Matthew Burden’s allegorical saga evokes a universal history of all tribes, one told by nearly all ancient peoples; the story of how they realized themselves against oppression. For nearly all people start their history in a myth like the one Burden has imagined. And here the people are an ancient people in rebellion against enslavement.

The year is 761, presumably 761 A.D., when tribes resembling the Celts on the British Isles were conquered and enslaved by another tribe. Fast forward nearly four centuries, in 1056, and we find the Agban people as slaves to the Rameresses, still an Empire that oppresses them when it does not exploit them as slave labor. For centuries, the Agban have kept a glorious Agban past in collective memory, hoping one day to throw off their oppressor’s yoke. And they hoped to restore their lost kingdom.

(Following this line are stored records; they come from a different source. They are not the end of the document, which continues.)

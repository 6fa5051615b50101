use std::fmt;
use std::str::FromStr;

use serde::{Deserialize, Serialize};

use crate::error::ValidationError;

#[derive(Serialize, Deserialize, Debug, Clone, Copy, PartialEq, Eq)]
#[serde(rename_all = "lowercase")]
pub enum UserType {
    School,
    College,
}

impl UserType {
    /// What the class/semester field is called for this kind of user.
    pub fn class_label(self) -> &'static str {
        match self {
            UserType::School => "Class",
            UserType::College => "Semester",
        }
    }
}

impl fmt::Display for UserType {
    fn fmt(&self, f: &mut fmt::Formatter<'_>) -> fmt::Result {
        match self {
            UserType::School => write!(f, "school"),
            UserType::College => write!(f, "college"),
        }
    }
}

impl FromStr for UserType {
    type Err = ValidationError;

    fn from_str(s: &str) -> Result<Self, Self::Err> {
        match s.trim().to_lowercase().as_str() {
            "school" | "s" => Ok(UserType::School),
            "college" | "c" => Ok(UserType::College),
            _ => Err(ValidationError::UnknownUserType {
                input: s.to_string(),
            }),
        }
    }
}

#[derive(Serialize, Deserialize, Debug, Clone, PartialEq)]
#[serde(rename_all = "camelCase", try_from = "StoredProfile")]
pub struct UserProfile {
    pub full_name: String,
    pub class_or_semester: String,
    pub user_type: UserType,
}

/// Shape accepted from storage; it goes through the same checks as onboarding.
#[derive(Deserialize)]
#[serde(rename_all = "camelCase")]
struct StoredProfile {
    full_name: String,
    class_or_semester: String,
    user_type: UserType,
}

impl TryFrom<StoredProfile> for UserProfile {
    type Error = ValidationError;

    fn try_from(stored: StoredProfile) -> Result<Self, Self::Error> {
        UserProfile::new(&stored.full_name, &stored.class_or_semester, stored.user_type)
    }
}

impl UserProfile {
    /// Builds a profile from onboarding input. All three fields are mandatory.
    pub fn new(
        full_name: &str,
        class_or_semester: &str,
        user_type: UserType,
    ) -> Result<Self, ValidationError> {
        let full_name = full_name.trim();
        if full_name.is_empty() {
            return Err(ValidationError::EmptyName);
        }
        let class_or_semester = class_or_semester.trim();
        if class_or_semester.is_empty() {
            return Err(ValidationError::empty_class_label(user_type.class_label()));
        }

        Ok(Self {
            full_name: full_name.to_string(),
            class_or_semester: class_or_semester.to_string(),
            user_type,
        })
    }

    pub fn class_label(&self) -> &'static str {
        self.user_type.class_label()
    }

    pub fn headline(&self) -> String {
        format!(
            "{} • {}: {}",
            self.full_name,
            self.class_label(),
            self.class_or_semester
        )
    }
}

#[cfg(test)]
mod tests {
    use super::*;

    #[test]
    fn test_new_requires_name_and_label() {
        assert_eq!(
            UserProfile::new("  ", "10-B", UserType::School),
            Err(ValidationError::EmptyName)
        );
        assert_eq!(
            UserProfile::new("Asha", "", UserType::College),
            Err(ValidationError::empty_class_label("Semester"))
        );
    }

    #[test]
    fn test_headline_uses_mode_label() {
        let school = UserProfile::new("Asha Rao", "10-B", UserType::School).unwrap();
        assert_eq!(school.headline(), "Asha Rao • Class: 10-B");

        let college = UserProfile::new("Asha Rao", "5th", UserType::College).unwrap();
        assert_eq!(college.headline(), "Asha Rao • Semester: 5th");
    }

    #[test]
    fn test_serializes_camel_case() {
        let profile = UserProfile::new("Asha", "10-B", UserType::School).unwrap();
        let json = serde_json::to_string(&profile).unwrap();
        assert_eq!(
            json,
            r#"{"fullName":"Asha","classOrSemester":"10-B","userType":"school"}"#
        );
    }

    #[test]
    fn test_stored_profile_is_validated() {
        let blank = r#"{"fullName":"","classOrSemester":"  ","userType":"school"}"#;
        assert!(serde_json::from_str::<UserProfile>(blank).is_err());

        let padded = r#"{"fullName":" Asha ","classOrSemester":"10-B","userType":"school"}"#;
        let profile: UserProfile = serde_json::from_str(padded).unwrap();
        assert_eq!(profile.full_name, "Asha");
    }

    #[test]
    fn test_user_type_parse() {
        assert_eq!("College".parse::<UserType>(), Ok(UserType::College));
        assert!("university".parse::<UserType>().is_err());
    }
}
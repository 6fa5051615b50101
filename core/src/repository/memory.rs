use std::cell::RefCell;
use std::collections::HashMap;

use anyhow::Result;

use crate::repository::traits::KeyValueStore;

/// In-process store; nothing survives the process.
#[derive(Debug, Default)]
pub struct MemoryKeyValueStore {
    entries: RefCell<HashMap<String, String>>,
}

impl MemoryKeyValueStore {
    pub fn new() -> Self {
        Self::default()
    }

    pub fn len(&self) -> usize {
        self.entries.borrow().len()
    }

    pub fn is_empty(&self) -> bool {
        self.entries.borrow().is_empty()
    }

    pub fn contains(&self, key: &str) -> bool {
        self.entries.borrow().contains_key(key)
    }
}

impl KeyValueStore for MemoryKeyValueStore {
    fn load(&self, key: &str) -> Result<Option<String>> {
        Ok(self.entries.borrow().get(key).cloned())
    }

    fn save(&self, key: &str, value: &str) -> Result<()> {
        self.entries
            .borrow_mut()
            .insert(key.to_string(), value.to_string());
        Ok(())
    }

    fn clear(&self, key: &str) -> Result<()> {
        self.entries.borrow_mut().remove(key);
        Ok(())
    }
}

#[cfg(test)]
mod tests {
    use super::*;

    #[test]
    fn test_save_load_clear() {
        let store = MemoryKeyValueStore::new();
        assert_eq!(store.load("eca_count").unwrap(), None);

        store.save("eca_count", "3").unwrap();
        assert_eq!(store.load("eca_count").unwrap().as_deref(), Some("3"));

        store.clear("eca_count").unwrap();
        store.clear("eca_count").unwrap();
        assert!(store.is_empty());
    }
}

In the first chapter, we find the conditions that compel the story in the form of debasement, tribal cruelty and suffering, and we’re caught up in our identification with the underdog over the ones who torment them. And of course what saga would be without a heroic leader, a Moses ready to fight the oppression of the Rameresses and lead his people to freedom out of bondage. The hero here is Dryhten who leads the Agban of the kingdom of Ferranor in revolt. And he and they pay a price, a spiritual as much as political quest .

Burden’s vision reflects the epic one reflected in myths about our tribal past. When interviewed in June, the New Sweden native reflected on the inspiration and models for his fiction. One, of course, was ancient history, he said. Another was the Old Testament. Still another was to be found in one of his favorite writers, Stephen Lawhead, author of the Dragon King Trilogy. And he credits his older brother Josh as a role model as well.

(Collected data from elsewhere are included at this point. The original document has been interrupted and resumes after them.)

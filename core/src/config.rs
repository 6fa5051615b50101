//! User configuration, read from `~/.attendify/config.toml`.

use std::fs;
use std::path::{Path, PathBuf};

use anyhow::{anyhow, Context, Result};
use serde::{Deserialize, Serialize};

const DATA_DIR_NAME: &str = ".attendify";
const CONFIG_FILE_NAME: &str = "config.toml";
const DEFAULT_LOG_LEVEL: &str = "warn";

/// `~/.attendify`
pub fn default_data_dir() -> Result<PathBuf> {
    let home_dir = dirs::home_dir().ok_or_else(|| anyhow!("Could not determine home directory"))?;
    Ok(home_dir.join(DATA_DIR_NAME))
}

#[derive(Debug, Clone, PartialEq, Serialize, Deserialize)]
#[serde(default)]
pub struct Config {
    /// Where the store keeps its files. Defaults to `~/.attendify`.
    pub data_dir: Option<PathBuf>,
    /// Default log filter when `RUST_LOG` is unset.
    pub log_level: String,
    /// Reject attended counts above their totals instead of accepting them.
    pub enforce_count_invariants: bool,
}

impl Default for Config {
    fn default() -> Self {
        Self {
            data_dir: None,
            log_level: DEFAULT_LOG_LEVEL.to_string(),
            enforce_count_invariants: false,
        }
    }
}

impl Config {
    pub fn from_toml(toml_str: &str) -> Result<Self> {
        toml::from_str(toml_str).context("Invalid configuration")
    }

    pub fn default_path() -> Result<PathBuf> {
        Ok(default_data_dir()?.join(CONFIG_FILE_NAME))
    }

    /// Loads `path`, or the default location when `None`. A missing file
    /// yields the defaults; an unreadable one is an error.
    pub fn load(path: Option<&Path>) -> Result<Self> {
        let path = match path {
            Some(p) => p.to_path_buf(),
            None => Self::default_path()?,
        };
        if !path.exists() {
            return Ok(Self::default());
        }
        let content = fs::read_to_string(&path)
            .with_context(|| format!("Could not read {}", path.display()))?;
        Self::from_toml(&content).with_context(|| format!("In {}", path.display()))
    }

    pub fn data_dir(&self) -> Result<PathBuf> {
        match &self.data_dir {
            Some(dir) => Ok(dir.clone()),
            None => default_data_dir(),
        }
    }
}
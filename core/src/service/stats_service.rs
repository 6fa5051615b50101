use crate::model::college::CollegeState;
use crate::model::profile::UserType;
use crate::model::school::SchoolState;
use crate::model::state::AppState;
use crate::service::dto::{Breakdown, StatsSummary, SubjectBreakdown, WeekBreakdown};

// Pure reducers over engine state; nothing here is stored.

pub fn school_summary(school: &SchoolState) -> StatsSummary {
    let total = school.total_days();
    let attended = school.days_present();

    StatsSummary {
        user_type: UserType::School,
        tracked_items: school.weeks().len(),
        total_units: total,
        attended_units: attended,
        missed_units: total.saturating_sub(attended),
        bonus_units: 0,
        percentage: school.attendance_percentage(),
        goal: None,
        goal_delta: None,
        breakdown: Breakdown::Weeks(school.weeks().iter().map(WeekBreakdown::from_entity).collect()),
    }
}

pub fn college_summary(college: &CollegeState) -> StatsSummary {
    let total = college.total_classes();
    let attended = college.attended_classes();
    let percentage = college.overall_percentage();
    let goal = college.minimum_goal();

    StatsSummary {
        user_type: UserType::College,
        tracked_items: college.subjects().len(),
        total_units: total,
        attended_units: attended,
        missed_units: total.saturating_sub(attended),
        bonus_units: college.eca_count().into(),
        percentage,
        goal: Some(goal),
        goal_delta: Some(percentage.delta_from(goal)),
        breakdown: Breakdown::Subjects(
            college
                .subjects()
                .iter()
                .map(|subject| SubjectBreakdown::from_entity(subject, goal))
                .collect(),
        ),
    }
}

pub fn summarize(state: &AppState, user_type: UserType) -> StatsSummary {
    match user_type {
        UserType::School => school_summary(&state.school),
        UserType::College => college_summary(&state.college),
    }
}
pub mod college;
pub mod percentage;
pub mod profile;
pub mod school;
pub mod state;
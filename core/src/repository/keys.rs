use std::fmt;

/// One key per persisted entity.
#[derive(Debug, Clone, Copy, PartialEq, Eq, Hash)]
pub enum StorageKey {
    UserProfile,
    SchoolWeeks,
    SchoolCurrentWeek,
    SchoolPreviousAttended,
    SchoolPreviousTotal,
    CollegeData,
    EcaCount,
}

impl StorageKey {
    pub const ALL: [StorageKey; 7] = [
        StorageKey::UserProfile,
        StorageKey::SchoolWeeks,
        StorageKey::SchoolCurrentWeek,
        StorageKey::SchoolPreviousAttended,
        StorageKey::SchoolPreviousTotal,
        StorageKey::CollegeData,
        StorageKey::EcaCount,
    ];

    pub fn as_str(self) -> &'static str {
        match self {
            StorageKey::UserProfile => "user_profile",
            StorageKey::SchoolWeeks => "school_weeks",
            StorageKey::SchoolCurrentWeek => "school_current_week",
            StorageKey::SchoolPreviousAttended => "school_previous_attended",
            StorageKey::SchoolPreviousTotal => "school_previous_total",
            StorageKey::CollegeData => "college_data",
            StorageKey::EcaCount => "eca_count",
        }
    }

    /// Scalars are stored as plain decimal text rather than JSON documents.
    pub fn is_scalar(self) -> bool {
        matches!(
            self,
            StorageKey::SchoolCurrentWeek
                | StorageKey::SchoolPreviousAttended
                | StorageKey::SchoolPreviousTotal
                | StorageKey::EcaCount
        )
    }
}

impl fmt::Display for StorageKey {
    fn fmt(&self, f: &mut fmt::Formatter<'_>) -> fmt::Result {
        f.write_str(self.as_str())
    }
}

But the other major influence on Burden’s fiction came from his experience during his stint as a linguist and Christian missionary in Angola, Tanzania and Sudan. He first went to Africa as a missionary during high school sponsored by local Maine churches. But while still in college, he worked in Sudan on a trilingual dictionary for foreign workers for Arabs, Sudanese and English speakers.

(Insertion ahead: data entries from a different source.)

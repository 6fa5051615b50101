use crate::model::college::CollegeState;
use crate::model::profile::{UserProfile, UserType};
use crate::model::school::SchoolState;

/// Where the profile is in its lifecycle.
#[derive(Debug, Clone, Copy, PartialEq, Eq)]
pub enum Lifecycle {
    Uninitialized,
    Active(UserType),
}

/// Everything the app knows. Both mode trees always exist; only the one
/// matching the profile's user type is exercised.
#[derive(Debug, Clone, PartialEq, Default)]
pub struct AppState {
    pub profile: Option<UserProfile>,
    pub school: SchoolState,
    pub college: CollegeState,
}

impl AppState {
    pub fn lifecycle(&self) -> Lifecycle {
        match &self.profile {
            Some(profile) => Lifecycle::Active(profile.user_type),
            None => Lifecycle::Uninitialized,
        }
    }

    pub fn is_onboarded(&self) -> bool {
        self.profile.is_some()
    }
}
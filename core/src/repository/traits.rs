use anyhow::Result;

/// A durable text store addressed by fixed logical keys.
pub trait KeyValueStore {
    fn load(&self, key: &str) -> Result<Option<String>>;
    fn save(&self, key: &str, value: &str) -> Result<()>;
    /// Removing a key that is not present is not an error.
    fn clear(&self, key: &str) -> Result<()>;
}

impl<T: KeyValueStore + ?Sized> KeyValueStore for &T {
    fn load(&self, key: &str) -> Result<Option<String>> {
        (**self).load(key)
    }

    fn save(&self, key: &str, value: &str) -> Result<()> {
        (**self).save(key, value)
    }

    fn clear(&self, key: &str) -> Result<()> {
        (**self).clear(key)
    }
}
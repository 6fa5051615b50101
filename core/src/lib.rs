pub mod config;
pub mod error;
pub mod input;
pub mod model;
pub mod repository;
pub mod service;
pub mod usecase;

pub use config::Config;
pub use error::{AttendanceError, AttendanceResult, ValidationError};
pub use input::{expand_key, parse_count, parse_count_or_zero, parse_goal};
pub use model::college::{CollegeData, CollegeState, CollegeSubject, GoalGuidance, SubjectId};
pub use model::percentage::Percentage;
pub use model::profile::{UserProfile, UserType};
pub use model::school::{Day, SchoolState, Week, WeekAttendance};
pub use model::state::{AppState, Lifecycle};
pub use repository::{FileKeyValueStore, KeyValueStore, MemoryKeyValueStore, PersistenceGateway, StorageKey};
pub use service::attendance_service::{AttendanceService, ServiceOptions};
pub use service::dto::{Breakdown, StatsSummary, SubjectBreakdown, WeekBreakdown};
pub use usecase::guidance::{CollegeGuidance, EcaImpact, GoalStanding, GuidanceUseCase};
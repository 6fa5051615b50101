use std::collections::HashSet;
use std::fmt;

use serde::{Deserialize, Serialize};
use uuid::Uuid;

use crate::error::ValidationError;
use crate::input::{clamp_count, parse_count};
use crate::model::percentage::Percentage;

pub const DEFAULT_MINIMUM_GOAL: u8 = 75;

/// Opaque subject identifier. Stored as text so ids written by older
/// builds (timestamps) still load.
#[derive(Serialize, Deserialize, Debug, Clone, PartialEq, Eq, Hash)]
#[serde(transparent)]
pub struct SubjectId(String);

impl SubjectId {
    pub fn generate() -> Self {
        Self(Uuid::new_v4().to_string())
    }

    pub fn as_str(&self) -> &str {
        &self.0
    }
}

impl From<&str> for SubjectId {
    fn from(s: &str) -> Self {
        Self(s.to_string())
    }
}

impl fmt::Display for SubjectId {
    fn fmt(&self, f: &mut fmt::Formatter<'_>) -> fmt::Result {
        f.write_str(&self.0)
    }
}

#[derive(Serialize, Deserialize, Debug, Clone, PartialEq)]
#[serde(rename_all = "camelCase")]
pub struct CollegeSubject {
    pub id: SubjectId,
    pub name: String,
    pub total_classes: u32,
    pub attended_classes: u32,
}

impl CollegeSubject {
    pub fn new(name: String, total_classes: u32, attended_classes: u32) -> Self {
        Self {
            id: SubjectId::generate(),
            name,
            total_classes,
            attended_classes,
        }
    }

    pub fn mark_present(&mut self) {
        self.total_classes = self.total_classes.saturating_add(1);
        self.attended_classes = self.attended_classes.saturating_add(1);
    }

    pub fn mark_absent(&mut self) {
        self.total_classes = self.total_classes.saturating_add(1);
    }

    pub fn missed_classes(&self) -> u32 {
        self.total_classes.saturating_sub(self.attended_classes)
    }

    /// Never includes bonus credit.
    pub fn percentage(&self) -> Percentage {
        Percentage::from_ratio(self.attended_classes.into(), self.total_classes.into())
    }
}

/// Validated input for a new subject.
#[derive(Debug, Clone, PartialEq)]
pub struct NewSubject {
    pub name: String,
    pub total_classes: u32,
    pub attended_classes: u32,
}

impl NewSubject {
    /// Parses the add-subject form. The name must be non-blank and both counts
    /// must be non-negative whole numbers.
    pub fn parse(name: &str, total: &str, attended: &str) -> Result<Self, ValidationError> {
        let name = name.trim();
        if name.is_empty() {
            return Err(ValidationError::EmptyName);
        }
        Ok(Self {
            name: name.to_string(),
            total_classes: parse_count("total classes", total)?,
            attended_classes: parse_count("attended classes", attended)?,
        })
    }

    pub fn check_counts(&self) -> Result<(), ValidationError> {
        if self.attended_classes > self.total_classes {
            return Err(ValidationError::AttendedExceedsTotal {
                attended: self.attended_classes,
                total: self.total_classes,
            });
        }
        Ok(())
    }
}

#[derive(Serialize, Debug, Clone, PartialEq)]
#[serde(rename_all = "camelCase")]
pub struct CollegeData {
    pub subjects: Vec<CollegeSubject>,
    pub minimum_goal: u8,
}

impl Default for CollegeData {
    fn default() -> Self {
        Self {
            subjects: Vec::new(),
            minimum_goal: DEFAULT_MINIMUM_GOAL,
        }
    }
}

/// Shape accepted from storage before repair.
#[derive(Deserialize)]
#[serde(rename_all = "camelCase")]
struct StoredCollegeData {
    #[serde(default)]
    subjects: Vec<CollegeSubject>,
    #[serde(default = "default_goal")]
    minimum_goal: i64,
}

fn default_goal() -> i64 {
    i64::from(DEFAULT_MINIMUM_GOAL)
}

impl From<StoredCollegeData> for CollegeData {
    fn from(stored: StoredCollegeData) -> Self {
        let minimum_goal = match u8::try_from(stored.minimum_goal) {
            Ok(goal) if goal <= 100 => goal,
            _ => {
                tracing::warn!(stored = stored.minimum_goal, "stored goal out of range, using default");
                DEFAULT_MINIMUM_GOAL
            }
        };

        let mut seen = HashSet::new();
        let before = stored.subjects.len();
        let subjects: Vec<CollegeSubject> = stored
            .subjects
            .into_iter()
            .filter(|s| seen.insert(s.id.clone()))
            .collect();
        if subjects.len() != before {
            tracing::warn!(dropped = before - subjects.len(), "dropped subjects with duplicate ids");
        }

        Self {
            subjects,
            minimum_goal,
        }
    }
}

impl<'de> Deserialize<'de> for CollegeData {
    fn deserialize<D>(deserializer: D) -> Result<Self, D::Error>
    where
        D: serde::Deserializer<'de>,
    {
        StoredCollegeData::deserialize(deserializer).map(CollegeData::from)
    }
}

/// Guidance toward the minimum goal, counting bonus credit as attended.
#[derive(Debug, Clone, Copy, PartialEq, Eq)]
pub struct GoalGuidance {
    pub required_classes: u64,
    pub achieved_classes: u64,
    pub can_skip: u64,
    pub need_to_attend: u64,
}

/// College-mode state: subjects and goal, plus the bonus-credit counter.
#[derive(Debug, Clone, PartialEq, Default)]
pub struct CollegeState {
    data: CollegeData,
    eca_count: u32,
}

impl CollegeState {
    pub fn from_parts(data: CollegeData, eca_count: u32) -> Self {
        Self { data, eca_count }
    }

    // --- operations ---

    pub fn add_subject(&mut self, new: NewSubject) -> &CollegeSubject {
        let subject = CollegeSubject::new(new.name, new.total_classes, new.attended_classes);
        self.data.subjects.push(subject);
        &self.data.subjects[self.data.subjects.len() - 1]
    }

    pub fn mark_present(&mut self, id: &SubjectId) -> bool {
        match self.subject_mut(id) {
            Some(subject) => {
                subject.mark_present();
                true
            }
            None => false,
        }
    }

    pub fn mark_absent(&mut self, id: &SubjectId) -> bool {
        match self.subject_mut(id) {
            Some(subject) => {
                subject.mark_absent();
                true
            }
            None => false,
        }
    }

    pub fn delete_subject(&mut self, id: &SubjectId) -> bool {
        let initial_len = self.data.subjects.len();
        self.data.subjects.retain(|s| s.id != *id);
        self.data.subjects.len() != initial_len
    }

    /// Accepts only `0..=100`; anything else leaves the goal untouched.
    pub fn set_minimum_goal(&mut self, value: i64) -> Result<(), ValidationError> {
        match u8::try_from(value) {
            Ok(goal) if goal <= 100 => {
                self.data.minimum_goal = goal;
                Ok(())
            }
            _ => Err(ValidationError::GoalOutOfRange { value }),
        }
    }

    pub fn set_eca_count(&mut self, n: i64) {
        self.eca_count = clamp_count(n);
    }

    fn subject_mut(&mut self, id: &SubjectId) -> Option<&mut CollegeSubject> {
        self.data.subjects.iter_mut().find(|s| s.id == *id)
    }

    // --- queries ---

    pub fn data(&self) -> &CollegeData {
        &self.data
    }

    pub fn subjects(&self) -> &[CollegeSubject] {
        &self.data.subjects
    }

    pub fn subject(&self, id: &SubjectId) -> Option<&CollegeSubject> {
        self.data.subjects.iter().find(|s| s.id == *id)
    }

    pub fn minimum_goal(&self) -> u8 {
        self.data.minimum_goal
    }

    pub fn eca_count(&self) -> u32 {
        self.eca_count
    }

    pub fn total_classes(&self) -> u64 {
        self.data.subjects.iter().map(|s| u64::from(s.total_classes)).sum()
    }

    pub fn attended_classes(&self) -> u64 {
        self.data.subjects.iter().map(|s| u64::from(s.attended_classes)).sum()
    }

    /// Attended plus bonus credit.
    pub fn attended_with_eca(&self) -> u64 {
        self.attended_classes() + u64::from(self.eca_count)
    }

    /// Aggregate percentage; bonus credit counts in the numerator only.
    pub fn overall_percentage(&self) -> Percentage {
        Percentage::from_ratio(self.attended_with_eca(), self.total_classes())
    }

    /// Aggregate percentage without bonus credit.
    pub fn base_percentage(&self) -> Percentage {
        Percentage::from_ratio(self.attended_classes(), self.total_classes())
    }

    /// `ceil(goal * total / 100)`, in integers.
    pub fn required_classes(&self) -> u64 {
        let scaled = u64::from(self.data.minimum_goal) * self.total_classes();
        scaled.div_ceil(100)
    }

    pub fn can_skip(&self) -> u64 {
        self.attended_with_eca().saturating_sub(self.required_classes())
    }

    pub fn need_to_attend(&self) -> u64 {
        self.required_classes().saturating_sub(self.attended_with_eca())
    }

    pub fn guidance(&self) -> GoalGuidance {
        GoalGuidance {
            required_classes: self.required_classes(),
            achieved_classes: self.attended_with_eca(),
            can_skip: self.can_skip(),
            need_to_attend: self.need_to_attend(),
        }
    }
}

“It inspired some of the adventures in my fiction. The original idea, however, began when I was in sixth grade, and when I was in high school I started writing fictional novels. In Sudan, I had this old story since I was 12 years old, so I just sat down and plunked it out in my evenings when I had nothing else to do in Sudan.”

Matt Burden, his wife Rachel and their children live in Calais. When he is not writing fiction, Burden serves as minister of Second Baptist Church in Calais. He is a graduate of Houghton College and Denver Seminary and the author of two other historical novels — “Tactus: A Quest for Truth” and “Soldiers of the King. Freedom Cry.”

Carl Senna is an author, journalist and publisher who lives in Calais.